It’s 2012, I’m newly single and I’m working at a sleazy “small business financing” company which I am coming to learn feels more like a loan shark than a lender. After working in a gaming startup, the Midtown office seems decidedly Dilbertesque with the cubicles, buzzwords and business wear I had convinced myself I’d never have to experience. I’m at least a decade younger than anyone else in the office, not that see much of anyone on an average day since I’m the only person in my department. I spend a hearty portion of my day wondering how my life went so wrong — I certainly have the time, this office moves more like a glacier slowly crushing my concept of life planning.

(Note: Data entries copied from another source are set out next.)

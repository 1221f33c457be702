use std::collections::VecDeque;
use std::io;
use std::net::{Ipv4Addr, SocketAddr, ToSocketAddrs};
use std::sync::atomic::{AtomicBool, AtomicU32, Ordering};
use std::sync::Arc;
use std::time::{Duration, SystemTime};

use parking_lot::Mutex;
use socket2::{Domain, Protocol, Socket, Type};
use tokio::net::UdpSocket;
use tokio::sync::{watch, Notify};
use tokio::task::JoinHandle;

use psc_buffer::DBuffer;
use psc_core::config::tunables;
use psc_core::wire::{FrameHeader, HEADER_LEN, MAGIC};
use psc_core::{Block, EngineCore, PscError, Reactor, Result};

/// 发送队列的报文数上限。
const TX_QUEUE_LIMIT: usize = 64;
/// 发送缓冲自由链表的上限。
const TX_POOL_LIMIT: usize = 64;
/// 接收节拍：无包到达时每 5 秒醒来一次报告超时。
const RX_TICK: Duration = Duration::from_secs(5);
/// 接收暂存的初始长度，必须大于帧头。
const RX_SCRATCH_INIT: usize = 1024;

/// 发送侧状态：暂存队列、在途队列与缓冲自由链表。
///
/// `staged` 由 `queue_send*` 填充；`flush_send` 把它整体移交 `inflight`
/// 并唤醒写任务；写完的缓冲回到 `pool` 复用。
struct UdpTx {
    staged: VecDeque<Vec<u8>>,
    inflight: VecDeque<Vec<u8>>,
    pool: Vec<Vec<u8>>,
}

/// 写路径计数。
#[derive(Default)]
struct UdpStats {
    txerrs: AtomicU32,
}

/// 共享反应器上的 PSC 数据报引擎。
///
/// # 运行方式（How）
/// - 构造时解析并固定对端地址、绑定本地端口，套接字挂到共享反应器；
/// - [`UdpEngine::connect`] 启动收发两个任务并标记已连接（数据报引擎
///   没有握手，连接标志表达的是"任务已就绪"）；
/// - 接收任务以 5 秒超时节拍轮询：每次唤醒尽量排空套接字里的全部
///   报文，再统一回到等待。
pub struct UdpEngine {
    core: Arc<EngineCore>,
    reactor: Arc<Reactor>,
    sock: Arc<UdpSocket>,
    peer: SocketAddr,
    tx: Arc<Mutex<UdpTx>>,
    tx_ready: Arc<Notify>,
    stats: Arc<UdpStats>,
    shutdown: watch::Sender<bool>,
    stopped: AtomicBool,
    started: AtomicBool,
    tasks: Mutex<Vec<JoinHandle<()>>>,
}

impl UdpEngine {
    /// 创建引擎：解析一次对端地址、绑定 `iface_port`（0 为临时端口）。
    pub fn new(
        name: &str,
        host: &str,
        host_port: u16,
        iface_port: u16,
    ) -> Result<Arc<UdpEngine>> {
        let reactor = Reactor::shared()?;
        let core = EngineCore::new(name, host, host_port, 0);

        let peer = resolve_peer(host, host_port)?;
        let sock = bind_socket(iface_port).map_err(|err| PscError::io("udp bind", err))?;
        let sock = {
            // 套接字注册进共享反应器的驱动。
            let _enter = reactor.handle().enter();
            UdpSocket::from_std(sock).map_err(|err| PscError::io("udp register", err))?
        };
        tracing::info!(engine = name, %peer, "udp target address");

        let (shutdown, _) = watch::channel(false);
        Ok(Arc::new(UdpEngine {
            core,
            reactor,
            sock: Arc::new(sock),
            peer,
            tx: Arc::new(Mutex::new(UdpTx {
                staged: VecDeque::new(),
                inflight: VecDeque::new(),
                pool: Vec::new(),
            })),
            tx_ready: Arc::new(Notify::new()),
            stats: Arc::new(UdpStats::default()),
            shutdown,
            stopped: AtomicBool::new(false),
            started: AtomicBool::new(false),
            tasks: Mutex::new(Vec::new()),
        }))
    }

    /// 引擎共享记录。
    pub fn core(&self) -> &Arc<EngineCore> {
        &self.core
    }

    /// 解析后的对端地址。
    pub fn peer(&self) -> SocketAddr {
        self.peer
    }

    /// 本地绑定地址（`iface_port` 为零时为内核分配的临时端口）。
    pub fn local_addr(&self) -> Result<SocketAddr> {
        self.sock
            .local_addr()
            .map_err(|err| PscError::io("getsockname", err))
    }

    /// 启动收发任务并进入已连接状态。重复调用为空操作。
    pub fn connect(&self) {
        if self.stopped.load(Ordering::Acquire) || self.started.swap(true, Ordering::AcqRel) {
            return;
        }
        let mut tasks = self.tasks.lock();
        tasks.push(self.reactor.spawn(rx_loop(
            Arc::clone(&self.core),
            Arc::clone(&self.sock),
            self.peer,
            self.shutdown.subscribe(),
        )));
        tasks.push(self.reactor.spawn(tx_loop(
            self.core.name().to_owned(),
            Arc::clone(&self.sock),
            self.peer,
            Arc::clone(&self.tx),
            Arc::clone(&self.tx_ready),
            Arc::clone(&self.stats),
            self.shutdown.subscribe(),
        )));
        drop(tasks);
        self.core.mark_connected();
    }

    /// 把 `payload` 组帧后暂存到 `msgid` 对应的发送块。
    pub fn queue_send(&self, msgid: u16, payload: &[u8]) -> Result<()> {
        let block = self.core.get_send(msgid);
        self.queue_send_block(&block, payload)
    }

    /// 把 `payload` 组帧后暂存。队列满时同步失败。
    pub fn queue_send_block(&self, block: &Arc<Block>, payload: &[u8]) -> Result<()> {
        let state = self.core.lock();
        if !state.connected {
            return Ok(());
        }
        self.stage_locked(block, |buf| buf.extend_from_slice(payload), payload.len())
    }

    /// 以外部缓冲为报文体入队。
    pub fn queue_send_buffer(&self, block: &Arc<Block>, body: &DBuffer) -> Result<()> {
        let state = self.core.lock();
        if !state.connected {
            return Ok(());
        }
        self.stage_locked(
            block,
            |buf| {
                for stride in body.strides() {
                    buf.extend_from_slice(stride);
                }
            },
            body.size(),
        )
    }

    /// 把发送块自身的当前载荷入队。块不存在时为空操作。
    pub fn send(&self, msgid: u16) -> Result<()> {
        let state = self.core.lock();
        if !state.connected {
            return Ok(());
        }
        let Some(block) = state.send_blocks.get(&msgid).cloned() else {
            return Ok(());
        };
        let body = block.state().data.to_vec();
        self.stage_locked(&block, |buf| buf.extend_from_slice(&body), body.len())
    }

    /// 暂存一帧：复用自由链表里的缓冲，组帧后压入 `staged`。
    fn stage_locked(
        &self,
        block: &Arc<Block>,
        fill: impl FnOnce(&mut Vec<u8>),
        bodylen: usize,
    ) -> Result<()> {
        let mut tx = self.tx.lock();
        if tx.staged.len() + tx.inflight.len() >= TX_QUEUE_LIMIT {
            return Err(PscError::TxQueueFull {
                limit: TX_QUEUE_LIMIT,
            });
        }
        let mut buf = tx.pool.pop().unwrap_or_default();
        buf.clear();
        buf.reserve(HEADER_LEN + bodylen);
        buf.extend_from_slice(&MAGIC);
        buf.extend_from_slice(&block.code().to_be_bytes());
        buf.extend_from_slice(&(bodylen as u32).to_be_bytes());
        fill(&mut buf);
        tx.staged.push_back(buf);
        drop(tx);

        block.state().queued = true;
        block.bump_count();
        if tunables().debug_at(2) {
            tracing::debug!(
                engine = self.core.name(),
                code = block.code(),
                bytes = bodylen,
                "enqueue datagram"
            );
        }
        Ok(())
    }

    /// 把暂存报文移交在途队列并唤醒写任务，随后清除发送块的 `queued`。
    pub fn flush_send(&self) -> Result<()> {
        let state = self.core.lock();
        if !state.connected {
            return Ok(());
        }
        {
            let mut tx = self.tx.lock();
            while let Some(pkt) = tx.staged.pop_front() {
                tx.inflight.push_back(pkt);
            }
        }
        for block in state.send_blocks.values() {
            block.state().queued = false;
        }
        self.tx_ready.notify_one();
        Ok(())
    }

    /// 数据报引擎没有可拆的连接；保留能力集中的空操作。
    pub fn force_reconnect(&self) {}

    /// 停止引擎：收发任务退出、连接标志清除。幂等。
    pub fn stop(&self) {
        if self.stopped.swap(true, Ordering::AcqRel) {
            return;
        }
        let _ = self.shutdown.send(true);
        {
            let mut state = self.core.lock();
            state.connected = false;
        }
        for task in self.tasks.lock().drain(..) {
            task.abort();
        }
    }

    /// 人类可读的状态报告。
    pub fn report(&self, level: u8) -> String {
        use std::fmt::Write as _;

        let mut out = self.core.report(level);
        if level == 0 {
            return out;
        }
        let (staged, inflight, pooled) = {
            let tx = self.tx.lock();
            (tx.staged.len(), tx.inflight.len(), tx.pool.len())
        };
        let _ = writeln!(
            out,
            " TX queue : staged:{staged} inflight:{inflight} pool:{pooled} errors:{}",
            self.stats.txerrs.load(Ordering::Relaxed)
        );
        out
    }
}

/// 解析一次对端地址，只接受 IPv4（套接字为 AF_INET）。
fn resolve_peer(host: &str, port: u16) -> Result<SocketAddr> {
    let addrs = (host, port).to_socket_addrs().map_err(|_| PscError::Resolve {
        host: host.to_owned(),
        port,
    })?;
    for addr in addrs {
        if addr.is_ipv4() {
            return Ok(addr);
        }
    }
    Err(PscError::Resolve {
        host: host.to_owned(),
        port,
    })
}

/// 建立非阻塞数据报套接字并绑定本地端口。
fn bind_socket(iface_port: u16) -> io::Result<std::net::UdpSocket> {
    let sock = Socket::new(Domain::IPV4, Type::DGRAM, Some(Protocol::UDP))?;
    sock.set_reuse_address(true)?;
    sock.set_nonblocking(true)?;
    let bind_at = SocketAddr::from((Ipv4Addr::UNSPECIFIED, iface_port));
    sock.bind(&bind_at.into())?;
    Ok(sock.into())
}

/// 接收循环：5 秒节拍，超时与错误都走状态扫描。
async fn rx_loop(
    core: Arc<EngineCore>,
    sock: Arc<UdpSocket>,
    peer: SocketAddr,
    mut shutdown: watch::Receiver<bool>,
) {
    let mut scratch = vec![0u8; RX_SCRATCH_INIT];
    loop {
        let received = tokio::select! {
            biased;
            _ = shutdown.changed() => return,
            r = tokio::time::timeout(RX_TICK, sock.recv_from(&mut scratch)) => r,
        };
        match received {
            Err(_) => {
                // 节拍超时：记录层借状态扫描观察链路静默。
                core.set_message("Rx timeout");
                continue;
            }
            Ok(Err(err)) => {
                core.set_message(format!("Rx socket error: {err}"));
                continue;
            }
            Ok(Ok((len, src))) => {
                handle_datagram(&core, peer, &mut scratch, len, src);
            }
        }
        // 排空一次唤醒里积压的其余报文。
        loop {
            match sock.try_recv_from(&mut scratch) {
                Ok((len, src)) => handle_datagram(&core, peer, &mut scratch, len, src),
                Err(err) if err.kind() == io::ErrorKind::WouldBlock => break,
                Err(err) => {
                    core.set_message(format!("Rx socket error: {err}"));
                    break;
                }
            }
        }
    }
}

/// 单个数据报的校验与入块。
fn handle_datagram(
    core: &Arc<EngineCore>,
    peer: SocketAddr,
    scratch: &mut Vec<u8>,
    len: usize,
    src: SocketAddr,
) {
    if src != peer {
        core.bump_unknown();
        if tunables().debug_at(4) {
            tracing::trace!(engine = core.name(), %src, "ignore datagram from stranger");
        }
        return;
    }
    if len < HEADER_LEN {
        core.bump_unknown();
        core.set_message("small packet");
        return;
    }
    let head = match FrameHeader::parse(&scratch[..len]) {
        Ok(head) => head,
        Err(_) => {
            core.bump_unknown();
            core.set_message("Corrupt packet!");
            tracing::warn!(engine = core.name(), "corrupt datagram header");
            return;
        }
    };
    let bodylen = head.bodylen as usize;
    if bodylen > scratch.len() - HEADER_LEN {
        // 声明的报文体装不下：这帧已经被截断，只能扩容暂存接住下一帧。
        core.bump_unknown();
        core.set_message("truncated body");
        scratch.resize(bodylen + HEADER_LEN, 0);
        if tunables().debug_at(3) {
            tracing::debug!(
                engine = core.name(),
                scratch = scratch.len(),
                "truncated body, scratch resized"
            );
        }
        return;
    }

    let state = core.lock();
    match state.recv_blocks.get(&head.msgid) {
        Some(block) => {
            let block = Arc::clone(block);
            {
                let mut bstate = block.state();
                bstate.rxtime = Some(SystemTime::now());
                bstate
                    .data
                    .assign(&scratch[HEADER_LEN..HEADER_LEN + bodylen]);
            }
            block.bump_count();
            block.publish();
        }
        None => {
            core.bump_unknown();
            if tunables().debug_at(3) {
                tracing::trace!(engine = core.name(), msgid = head.msgid, "ignore message");
            }
        }
    }
}

/// 写循环：冲刷唤醒后把在途报文逐个送出，缓冲回自由链表。
async fn tx_loop(
    name: String,
    sock: Arc<UdpSocket>,
    peer: SocketAddr,
    tx: Arc<Mutex<UdpTx>>,
    ready: Arc<Notify>,
    stats: Arc<UdpStats>,
    mut shutdown: watch::Receiver<bool>,
) {
    loop {
        tokio::select! {
            biased;
            _ = shutdown.changed() => return,
            _ = ready.notified() => {}
        }
        loop {
            let Some(pkt) = tx.lock().inflight.pop_front() else {
                break;
            };
            match sock.send_to(&pkt, peer).await {
                Ok(written) if written != pkt.len() => {
                    stats.txerrs.fetch_add(1, Ordering::Relaxed);
                    tracing::warn!(
                        engine = name.as_str(),
                        written,
                        expected = pkt.len(),
                        "partial datagram send"
                    );
                }
                Ok(_) => {}
                Err(err) => {
                    stats.txerrs.fetch_add(1, Ordering::Relaxed);
                    tracing::warn!(engine = name.as_str(), %err, "datagram send failed");
                }
            }
            let mut tx = tx.lock();
            if tx.pool.len() < TX_POOL_LIMIT {
                tx.pool.push(pkt);
            }
        }
    }
}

But my day has one saving grace: I can put in my earbuds and be somewhere else for a while. A place where I’m surrounded with the sparkling and witty conversation I remember from before my friends chose to stay in Upstate New York. A place where my creativity is stimulated and I’m filled with a sense of infinite potential. Podcasting, I realize, is a world where you can make people happy with only a USB microphone and engaging banter. The flaking cubicle ceiling has been lifted and I can see a wild blue yonder for the first time in a longer than I’ve cared to keep track of.
Today, things are much better for me. I have a good job back in the gaming world and a happy home with the woman I love. While I’ve still only dipped my toe in podcasting waters myself, I haven’t lost my reverence or undying enthusiasm for the medium that helped me through one of the worst chapters of my life. That’s why I want to share a small sampling of my favorite podcasts which I consume voraciously and have helped shape the kind of podcast I hope to make. And for those of you surrounded by darkness, maybe podcasts like these will be a light for you as they have been for me.

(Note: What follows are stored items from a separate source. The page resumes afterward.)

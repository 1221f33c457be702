use bytes::BytesMut;

use psc_core::wire::{FrameHeader, HEADER_LEN};
use psc_core::PscError;

/// 接收缓冲的最低高水位。小报文密集到达时批量缓冲，减少读唤醒次数。
pub const MIN_RX_BUFFER: usize = 1024 * 1024;

#[derive(Debug, Clone, Copy)]
enum Phase {
    /// 等满 8 字节帧头。
    Header,
    /// 等满 `bodylen` 字节报文体。
    Body { msgid: u16, bodylen: u32 },
}

/// 两阶段帧解码状态机。
///
/// # 工作方式（How）
/// - [`FrameDecoder::step`] 在输入不足 [`FrameDecoder::expect`] 字节时返回
///   `None`，否则切下一个阶段的字节并产出事件：头阶段校验魔数并解出
///   `msgid`/`bodylen`；体阶段零拷贝切出载荷、回到头阶段；
/// - 零长度报文体合法：头事件之后立即产出空载荷的体事件；
/// - 魔数不符返回 `BadMagic`，由引擎拆连接——状态机自身不做重同步。
#[derive(Debug)]
pub struct FrameDecoder {
    phase: Phase,
}

/// 解码产出的事件。
#[derive(Debug)]
pub enum FrameEvent {
    /// 帧头就绪。引擎据此查找接收 Block 并打时间戳。
    Header { msgid: u16, bodylen: u32 },
    /// 报文体就绪，载荷从输入缓冲整体切出。
    Body { msgid: u16, payload: BytesMut },
}

impl Default for FrameDecoder {
    fn default() -> Self {
        FrameDecoder {
            phase: Phase::Header,
        }
    }
}

impl FrameDecoder {
    pub fn new() -> Self {
        Self::default()
    }

    /// 下一步所需的最少输入字节数。
    pub fn expect(&self) -> usize {
        match self.phase {
            Phase::Header => HEADER_LEN,
            Phase::Body { bodylen, .. } => bodylen as usize,
        }
    }

    /// 是否已解出帧头、正在等报文体。
    pub fn mid_frame(&self) -> Option<(u16, u32)> {
        match self.phase {
            Phase::Header => None,
            Phase::Body { msgid, bodylen } => Some((msgid, bodylen)),
        }
    }

    /// 读缓冲的高水位建议：`max(expect, MIN_RX_BUFFER)`。
    pub fn highwater(&self) -> usize {
        self.expect().max(MIN_RX_BUFFER)
    }

    /// 推进一步。输入不足返回 `Ok(None)`。
    pub fn step(&mut self, buf: &mut BytesMut) -> Result<Option<FrameEvent>, PscError> {
        match self.phase {
            Phase::Header => {
                if buf.len() < HEADER_LEN {
                    return Ok(None);
                }
                let raw = buf.split_to(HEADER_LEN);
                let head = FrameHeader::parse(&raw)?;
                self.phase = Phase::Body {
                    msgid: head.msgid,
                    bodylen: head.bodylen,
                };
                Ok(Some(FrameEvent::Header {
                    msgid: head.msgid,
                    bodylen: head.bodylen,
                }))
            }
            Phase::Body { msgid, bodylen } => {
                let need = bodylen as usize;
                if buf.len() < need {
                    return Ok(None);
                }
                let payload = buf.split_to(need);
                self.phase = Phase::Header;
                Ok(Some(FrameEvent::Body { msgid, payload }))
            }
        }
    }
}
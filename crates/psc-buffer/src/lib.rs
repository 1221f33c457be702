#![doc = r#"
# psc-buffer

## 模块使命（Why）
- **承接零拷贝收包路径**：PSC 帧的报文体从网络栈缓冲整段"捐赠"进入 Block 缓存，
  本 crate 提供可以同时表达"自有连续向量"与"外部分段链"两种形态的字节容器
  [`DBuffer`]，使收包路径不必为每一帧做整体复制。
- **支撑高速率采集的内存纪律**：`recvmmsg` 批量收包要求预先分配全部报文体，
  [`PacketPool`] 以固定容量自由链表（Free List）管理这些向量，杜绝稳态下的堆分配。

## 核心契约（What）
- [`DBuffer`]：任一时刻只有一种后备形态（自有向量或 `Bytes` 分段链）；
  `size()` 恒等于各分段长度之和；`copyout_shape` 只产出完整元素。
- [`PacketPool`]：内部不含锁，由调用方将其嵌入自身的临界区
  （采集引擎将其与 `pending` 队列置于同一把 `rxLock` 之下）。

## 实现策略（How）
- 分段链直接存放 `bytes::Bytes`，捐赠通过 `BytesMut::split_to().freeze()` 完成，
  引用计数保证段内存活到最后一个读者离开；
- 带跨步的 `copyout_shape` 以"分段游标"逐段推进，复制永不越过段边界。
"#]

mod dbuffer;
mod pool;

pub use dbuffer::DBuffer;
pub use pool::{PacketPool, PoolSnapshot};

Are you a fan of the Stephen Fry’s trivia panel show, QI? Then you’re already a fan of No Such Thing As a Fish, the show’s official podcast. Featuring a returning group of QI Elves (researchers), in every episode the group shares their 4 favorite facts from the week. Most are new, though you might remember an odd one here or there from the show. I’ve learned to question conventional wisdom and become insufferable during small talk. As a quick note, it should be said the podcast hosts lack some of the personality of the television show’s presenter and panelists but are still a very pleasant bunch.
Before there was Comedy Bang! Bang! on IFC, there was Comedy Bang! Bang! the podcast. And in the interest of accuracy, before Comedy Bang! Bang! the podcast there was Comedy Death Ray but let’s not get into that right now. What you need to know is that Scott Aukerman is a very funny and gifted improviser who is apparently friends with every great performer in the greater Los Angeles area. The strength of CBB lies in it’s cavalcade of characters, the best of whom are voiced by Paul F. Tompkins, James Adomian, Nick Kroll and Lauren Lapkus.

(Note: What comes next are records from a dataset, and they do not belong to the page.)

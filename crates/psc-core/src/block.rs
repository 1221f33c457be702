use std::sync::atomic::{AtomicU32, Ordering};
use std::sync::{Arc, Weak};
use std::time::SystemTime;

use parking_lot::{Mutex, MutexGuard};
use psc_buffer::DBuffer;

use crate::engine::EngineCore;
use crate::scan::{ScanSink, ScanToken};
use crate::subscriber::{CbList, ListenerCtx};

/// Block 的载荷侧状态，由块级互斥锁保护。
#[derive(Default)]
pub struct BlockState {
    /// 最近一帧的载荷字节。
    pub data: DBuffer,
    /// 发送块是否已暂存在引擎发送缓冲中；冲刷成功后清除。
    pub queued: bool,
    /// 接收时间戳；同一批次内的全部报文取同一时刻。
    pub rxtime: Option<SystemTime>,
}

/// 扫描节流状态：忙碌位集 + 合并标志。
#[derive(Default)]
struct Throttle {
    busy: u8,
    queued: bool,
}

/// 具名帧槽位：一个 `msgid` 对应的最新载荷与它的订阅关系。
///
/// # 角色定位（Why）
/// - 收包路径把解出的载荷写进 Block，随后同步触达订阅者并投递扫描令牌；
///   记录层据此重读字段。Block 是协议引擎与记录层之间唯一的数据交汇点。
///
/// # 并发契约（What）
/// - 载荷状态（`data`/`queued`/`rxtime`）由块级互斥锁保护，通过
///   [`Block::state`] 获取守卫访问；
/// - `count` 为单调原子计数：接收块每收一帧加一，发送块每次成功入队加一；
/// - 订阅者回调在更新线程上同步执行，收到 `&Block` 后可读取计数与载荷，
///   但**不得重入引擎、不得阻塞**。
///
/// # 扫描节流（How）
/// - [`Block::request_scan`]：空闲时把本次投递触达的层级记入忙碌位集并
///   触达消费者；忙碌期间的请求只置一个合并标志并累计溢出计数；
/// - 每个层级的完成回执清除对应位；位集清零且存在合并请求时自动补投
///   一次，把任意长度的突发坍缩为至多一次待决扫描。
pub struct Block {
    code: u16,
    engine: Weak<EngineCore>,
    engine_name: Arc<str>,
    weak_self: Weak<Block>,
    state: Mutex<BlockState>,
    count: AtomicU32,
    listeners: Mutex<CbList<Block>>,
    scan: ScanToken,
    throttle: Mutex<Throttle>,
    scan_count: AtomicU32,
    scan_oflow: AtomicU32,
}

impl Block {
    /// 由所属引擎创建；`engine` 为非拥有型回引。
    pub(crate) fn new(engine: &Arc<EngineCore>, code: u16) -> Arc<Block> {
        let engine_name: Arc<str> = Arc::from(engine.name());
        Arc::new_cyclic(|weak_self| Block {
            code,
            engine: Arc::downgrade(engine),
            engine_name,
            weak_self: weak_self.clone(),
            state: Mutex::new(BlockState::default()),
            count: AtomicU32::new(0),
            listeners: Mutex::new(CbList::new()),
            scan: ScanToken::new(),
            throttle: Mutex::new(Throttle::default()),
            scan_count: AtomicU32::new(0),
            scan_oflow: AtomicU32::new(0),
        })
    }

    /// 16 位帧号，构造后不变。
    pub fn code(&self) -> u16 {
        self.code
    }

    /// 所属引擎；引擎销毁后返回 `None`。
    pub fn engine(&self) -> Option<Arc<EngineCore>> {
        self.engine.upgrade()
    }

    /// 所属引擎名（日志定位用）。
    pub fn engine_name(&self) -> &str {
        &self.engine_name
    }

    /// 锁定载荷状态。
    pub fn state(&self) -> MutexGuard<'_, BlockState> {
        self.state.lock()
    }

    /// 单调计数的当前值。
    pub fn count(&self) -> u32 {
        self.count.load(Ordering::Relaxed)
    }

    /// 计数加一，返回新值。
    pub fn bump_count(&self) -> u32 {
        self.count.fetch_add(1, Ordering::Relaxed) + 1
    }

    /// 最近一次接收时间戳。
    pub fn rxtime(&self) -> Option<SystemTime> {
        self.state.lock().rxtime
    }

    /// 发送块当前是否暂存于发送缓冲。
    pub fn queued(&self) -> bool {
        self.state.lock().queued
    }

    /// 注册订阅者。
    pub fn add_listener(&self, func: fn(&ListenerCtx, &Block), ctx: ListenerCtx) {
        self.listeners.lock().add(func, ctx);
    }

    /// 注销订阅者。
    pub fn del_listener(&self, func: fn(&ListenerCtx, &Block), ctx: &ListenerCtx) {
        self.listeners.lock().del(func, ctx);
    }

    /// 扫描令牌；外部扫描器按优先级订阅。
    pub fn scan(&self) -> &ScanToken {
        &self.scan
    }

    /// 成功投递的扫描次数。
    pub fn scan_count(&self) -> u32 {
        self.scan_count.load(Ordering::Relaxed)
    }

    /// 因忙碌而被合并的请求次数。
    pub fn scan_overflow(&self) -> u32 {
        self.scan_oflow.load(Ordering::Relaxed)
    }

    /// 一次更新的对外发布：先同步触达订阅者，再投递扫描令牌。
    pub fn publish(self: &Arc<Self>) {
        // 先克隆快照再触达，订阅者在回调内增删订阅不会与列表锁互锁。
        let snapshot = self.listeners.lock().clone();
        snapshot.invoke(&self.engine_name, self);
        self.request_scan();
    }

    /// 投递一次扫描请求，突发期间自动合并。
    pub fn request_scan(self: &Arc<Self>) {
        let pending = {
            let mut throttle = self.throttle.lock();
            if throttle.busy != 0 {
                throttle.queued = true;
                self.scan_oflow.fetch_add(1, Ordering::Relaxed);
                None
            } else {
                let sink: Arc<dyn ScanSink> = Arc::clone(self) as Arc<dyn ScanSink>;
                let pending = self.scan.prepare(Some(sink));
                // 先置忙再触达，完成回执不可能跑在忙碌位之前。
                throttle.busy = pending.mask();
                Some(pending)
            }
        };
        if let Some(pending) = pending {
            self.scan_count.fetch_add(1, Ordering::Relaxed);
            pending.fire();
        }
    }
}

impl ScanSink for Block {
    fn scan_complete(&self, level: u8) {
        let requeue = {
            let mut throttle = self.throttle.lock();
            throttle.busy &= !(1u8 << level);
            if throttle.busy == 0 && throttle.queued {
                throttle.queued = false;
                true
            } else {
                false
            }
        };
        if requeue && let Some(me) = self.weak_self.upgrade() {
            me.request_scan();
        }
    }
}

impl std::fmt::Debug for Block {
    fn fmt(&self, f: &mut std::fmt::Formatter<'_>) -> std::fmt::Result {
        let state = self.state.lock();
        f.debug_struct("Block")
            .field("code", &self.code)
            .field("size", &state.data.size())
            .field("queued", &state.queued)
            .field("count", &self.count())
            .finish()
    }
}

#[cfg(test)]
mod tests {
    use super::*;
    use crate::scan::ScanDone;
    use parking_lot::Mutex as PMutex;

    fn test_block() -> Arc<Block> {
        let engine = EngineCore::new("blk-test", "localhost", 7, 0);
        engine.get_recv(1)
    }

    fn park(ctx: &ListenerCtx, done: ScanDone) {
        let slot = ctx
            .downcast_ref::<PMutex<Vec<ScanDone>>>()
            .expect("ctx type");
        slot.lock().push(done);
    }

    #[test]
    fn burst_requests_collapse_into_one_pending_scan() {
        let block = test_block();
        let parked: Arc<PMutex<Vec<ScanDone>>> = Arc::new(PMutex::new(Vec::new()));
        block.scan().subscribe(0, park, parked.clone());

        block.request_scan();
        assert_eq!(block.scan_count(), 1);

        // 扫描尚未完成，继续请求只会累计合并。
        block.request_scan();
        block.request_scan();
        assert_eq!(block.scan_count(), 1);
        assert_eq!(block.scan_overflow(), 2);

        // 完成首次扫描：合并的请求自动补投一次。补投会重新触达消费者，
        // 因此先把回执整体移出、释放列表锁，再逐个完成。
        let held: Vec<ScanDone> = std::mem::take(&mut *parked.lock());
        held.into_iter().for_each(ScanDone::done);
        assert_eq!(block.scan_count(), 2);

        // 补投的扫描完成后回到空闲。
        let held: Vec<ScanDone> = std::mem::take(&mut *parked.lock());
        held.into_iter().for_each(ScanDone::done);
        assert_eq!(block.scan_count(), 2);
    }

    #[test]
    fn request_scan_without_consumers_stays_idle() {
        let block = test_block();
        block.request_scan();
        block.request_scan();
        // 没有消费者时位集为零，不会卡在忙碌状态。
        assert_eq!(block.scan_count(), 2);
        assert_eq!(block.scan_overflow(), 0);
    }

    #[test]
    fn listeners_observe_payload_and_count() {
        use std::sync::atomic::AtomicU32 as A;

        fn observe(ctx: &ListenerCtx, block: &Block) {
            let seen = ctx.downcast_ref::<A>().unwrap();
            let state = block.state();
            seen.store(state.data.size() as u32 + block.count(), Ordering::Relaxed);
        }

        let block = test_block();
        let seen: ListenerCtx = Arc::new(A::new(0));
        block.add_listener(observe, seen.clone());

        {
            let mut state = block.state();
            state.data.assign(b"abcd");
        }
        block.bump_count();
        block.publish();

        let seen = seen.downcast_ref::<A>().unwrap();
        assert_eq!(seen.load(Ordering::Relaxed), 5);
    }
}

The United States and United Kingdom have long been inseparable allies. Until now. This joint US-UK audio panel “game show”, hosted by the silver-tongued Dave Holmes, pits American and British comedians against each other in stories about current events and popular culture. Points are awarded for correct OR funny answers, and they manage to get some great talent in the contestant seats. While our cultures are very similar, you get a really interesting sense of the differences between American and British entertainment industries and national senses of humor. And humour.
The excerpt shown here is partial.